WORK INSTRUCTION — Return all the lines below in which the string "AssignedRecord" appears.

SUPPLIED INFORMATION —
══════

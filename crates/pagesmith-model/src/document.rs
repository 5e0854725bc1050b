//! The page document: a banner followed by ordered sections.

use std::sync::Arc;

use serde::{Deserialize, Serialize};

use crate::image::ImageRef;
use crate::section::{ItemId, Section};

/// The full page model.
///
/// Banner and sections sit behind `Arc` so that edits can share every part
/// of the document they did not touch.
#[derive(Debug, Clone, PartialEq, Eq, Serialize, Deserialize)]
pub struct ContentDocument {
    pub banner: Arc<Banner>,

    #[serde(default)]
    pub sections: Vec<Arc<Section>>,
}

/// The hero block at the top of the page.
#[derive(Debug, Clone, Default, PartialEq, Eq, Serialize, Deserialize)]
#[serde(rename_all = "camelCase")]
pub struct Banner {
    #[serde(default)]
    pub title: String,

    #[serde(default)]
    pub subtitle: String,

    #[serde(default)]
    pub background_image: Option<ImageRef>,

    #[serde(default)]
    pub cta_text: String,

    #[serde(default)]
    pub cta_link: String,
}

impl Default for ContentDocument {
    /// The document served when neither the backend nor the cache has one.
    fn default() -> Self {
        Self {
            banner: Arc::new(Banner {
                title: "Welcome to Our Website".to_string(),
                subtitle: "Discover amazing content".to_string(),
                background_image: None,
                cta_text: "Learn More".to_string(),
                cta_link: "#".to_string(),
            }),
            sections: Vec::new(),
        }
    }
}

impl ContentDocument {
    pub fn new(banner: Banner, sections: Vec<Section>) -> Self {
        Self {
            banner: Arc::new(banner),
            sections: sections.into_iter().map(Arc::new).collect(),
        }
    }

    pub fn section(&self, id: ItemId) -> Option<&Section> {
        self.sections.iter().map(Arc::as_ref).find(|s| s.id == id)
    }

    pub fn position(&self, id: ItemId) -> Option<usize> {
        self.sections.iter().position(|s| s.id == id)
    }

    /// Every image reference in the document, banner first, then sections
    /// in order.
    pub fn images(&self) -> Vec<&ImageRef> {
        let mut images: Vec<&ImageRef> = self.banner.background_image.iter().collect();
        for section in &self.sections {
            images.extend(section.body.images());
        }
        images
    }

    /// The distinct `blob:` handles referenced anywhere in the document.
    pub fn local_blob_refs(&self) -> Vec<&ImageRef> {
        let mut refs: Vec<&ImageRef> = Vec::new();
        for image in self.images() {
            if image.is_local_blob() && !refs.contains(&image) {
                refs.push(image);
            }
        }
        refs
    }
}
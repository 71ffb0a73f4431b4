//! Primary-category assignment: one mode category per equipment.

use equipscan_core::types::{BTreeMap, EquipmentId, FxHashMap};

use super::types::{AssignedRecord, CategorizedRecord, PrimaryCategoryAssignment};

/// Records joined with their primary category, plus one assignment per equipment.
#[derive(Debug, Clone)]
pub struct PrimaryAssignment<'a> {
    pub records: Vec<AssignedRecord<'a>>,
    /// Sorted by equipment identity.
    pub assignments: Vec<PrimaryCategoryAssignment>,
}

/// Group records by equipment, pick each group's mode category, and
/// broadcast the result back onto every record of the group.
pub fn assign_primary_categories(records: Vec<CategorizedRecord<'_>>) -> PrimaryAssignment<'_> {
    let (assignments, assignment_of_record) = {
        let mut groups: BTreeMap<&EquipmentId, Vec<usize>> = BTreeMap::new();
        for (idx, r) in records.iter().enumerate() {
            groups.entry(&r.record.equipment_id).or_default().push(idx);
        }

        let mut assignments = Vec::with_capacity(groups.len());
        let mut assignment_of_record = vec![0usize; records.len()];
        for (equipment_id, members) in groups {
            let categories: Vec<&str> = members.iter().map(|&i| records[i].category.as_str()).collect();
            let tally = tally_categories(&categories);
            // `members` is non-empty, so the tally always has a head.
            let (primary, primary_count) = tally
                .first()
                .map(|t| (t.category, t.count))
                .unwrap_or(("", 0));

            for &i in &members {
                assignment_of_record[i] = assignments.len();
            }
            assignments.push(PrimaryCategoryAssignment {
                equipment_id: equipment_id.clone(),
                primary_category: primary.to_string(),
                consistency_score: primary_count as f64 / members.len() as f64 * 100.0,
                work_order_count: members.len(),
                distinct_categories: tally.len(),
            });
        }
        (assignments, assignment_of_record)
    };

    let records = records
        .into_iter()
        .zip(assignment_of_record)
        .map(|(r, a)| {
            let assignment = &assignments[a];
            AssignedRecord {
                record: r.record,
                category: r.category,
                subcategory: r.subcategory,
                primary_category: assignment.primary_category.clone(),
                consistency_score: assignment.consistency_score,
            }
        })
        .collect();

    PrimaryAssignment { records, assignments }
}

/// One candidate category within an equipment's history.
#[derive(Debug, Clone, Copy, PartialEq, Eq)]
struct CategoryTally<'c> {
    category: &'c str,
    count: usize,
    first_seen: usize,
}

/// Count each category and order candidates by (count desc, first_seen asc).
///
/// Equal counts go to the category seen first in input order. That
/// tie-break is deliberate and arbitrary.
fn tally_categories<'c>(categories: &[&'c str]) -> Vec<CategoryTally<'c>> {
    let mut index: FxHashMap<&str, usize> = FxHashMap::default();
    let mut tally: Vec<CategoryTally<'c>> = Vec::new();
    for (pos, &category) in categories.iter().enumerate() {
        match index.get(category) {
            Some(&slot) => tally[slot].count += 1,
            None => {
                index.insert(category, tally.len());
                tally.push(CategoryTally {
                    category,
                    count: 1,
                    first_seen: pos,
                });
            }
        }
    }
    tally.sort_by(|a, b| b.count.cmp(&a.count).then(a.first_seen.cmp(&b.first_seen)));
    tally
}
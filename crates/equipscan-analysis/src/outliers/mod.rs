//! Outlier Detector: three statistical tests on work-order rate within
//! each primary category, plus a vote-based consensus flag.
//!
//! - Z-score (one-sided, sample std)
//! - IQR upper fence
//! - Percentile rank

pub mod detector;
pub mod iqr;
pub mod percentile;
pub mod types;
pub mod zscore;

pub use detector::OutlierDetector;
pub use types::{FlagCounts, FlaggedProfile, OutlierConfig, OutlierFlags, OutlierMethod};
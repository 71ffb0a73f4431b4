//! OutlierDetector: runs the enabled tests per category and tallies votes.

use equipscan_core::types::FxHashMap;

use super::types::{FlagCounts, FlaggedProfile, OutlierConfig, OutlierFlags, OutlierMethod};
use super::{iqr, percentile, zscore};
use crate::frequency::EquipmentFrequencyProfile;

/// Flags equipment whose work-order rate stands out from its category peers.
#[derive(Debug, Clone)]
pub struct OutlierDetector {
    config: OutlierConfig,
}

impl OutlierDetector {
    pub fn new(config: OutlierConfig) -> Self {
        Self { config }
    }

    pub fn with_defaults() -> Self {
        Self::new(OutlierConfig::default())
    }

    pub fn config(&self) -> &OutlierConfig {
        &self.config
    }

    /// Flag every profile outside the excluded categories.
    ///
    /// Output keeps the input order. Categories are partitioned in one
    /// pass; each partition is tested independently.
    pub fn detect(&self, profiles: &[EquipmentFrequencyProfile]) -> Vec<FlaggedProfile> {
        let kept: Vec<&EquipmentFrequencyProfile> = profiles
            .iter()
            .filter(|p| !self.is_excluded(&p.primary_category))
            .collect();
        let excluded = profiles.len() - kept.len();
        if excluded > 0 {
            tracing::info!(excluded, categories = ?self.config.excluded_categories, "excluded profiles from outlier detection");
        }

        let mut partitions: FxHashMap<&str, Vec<usize>> = FxHashMap::default();
        for (idx, p) in kept.iter().enumerate() {
            partitions.entry(p.primary_category.as_str()).or_default().push(idx);
        }

        let mut flags = vec![OutlierFlags::default(); kept.len()];
        for members in partitions.values() {
            let values: Vec<f64> = members.iter().map(|&i| kept[i].work_orders_per_month).collect();
            self.flag_partition(&values, members, &mut flags);
        }

        let flagged: Vec<FlaggedProfile> = kept
            .into_iter()
            .zip(flags)
            .map(|(profile, mut flags)| {
                flags.tally(self.config.consensus_min_votes);
                FlaggedProfile {
                    profile: profile.clone(),
                    flags,
                }
            })
            .collect();

        let counts = FlagCounts::from_flagged(&flagged);
        for method in &self.config.methods {
            let count = match method {
                OutlierMethod::ZScore => counts.zscore,
                OutlierMethod::Iqr => counts.iqr,
                OutlierMethod::Percentile => counts.percentile,
            };
            tracing::info!(method = %method, flagged = count, "outlier method applied");
        }
        tracing::info!(
            consensus = counts.consensus,
            min_votes = self.config.consensus_min_votes,
            profiles = flagged.len(),
            "consensus outliers identified"
        );

        flagged
    }

    fn is_excluded(&self, category: &str) -> bool {
        self.config.excluded_categories.iter().any(|c| c == category)
    }

    fn flag_partition(&self, values: &[f64], members: &[usize], flags: &mut [OutlierFlags]) {
        let cfg = &self.config;

        if cfg.is_enabled(OutlierMethod::ZScore) {
            for (&i, z) in members.iter().zip(zscore::scores(values)) {
                flags[i].z_score = Some(z);
                flags[i].is_zscore_outlier = zscore::is_outlier(z, cfg.z_threshold);
            }
        }

        if cfg.is_enabled(OutlierMethod::Iqr) {
            for (&i, hit) in members.iter().zip(iqr::detect(values, cfg.iqr_multiplier)) {
                flags[i].is_iqr_outlier = hit;
            }
        }

        if cfg.is_enabled(OutlierMethod::Percentile) {
            let ranks = percentile::ranks(values);
            let hits = percentile::detect(&ranks, cfg.percentile_threshold);
            for ((&i, rank), hit) in members.iter().zip(ranks).zip(hits) {
                flags[i].percentile_rank = Some(rank);
                flags[i].is_percentile_outlier = hit;
            }
        }
    }
}

impl Default for OutlierDetector {
    fn default() -> Self {
        Self::with_defaults()
    }
}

══════

REPLY —
use super::types::{AssignedRecord, CategorizedRecord, PrimaryCategoryAssignment};
    pub records: Vec<AssignedRecord<'a>>,
            AssignedRecord {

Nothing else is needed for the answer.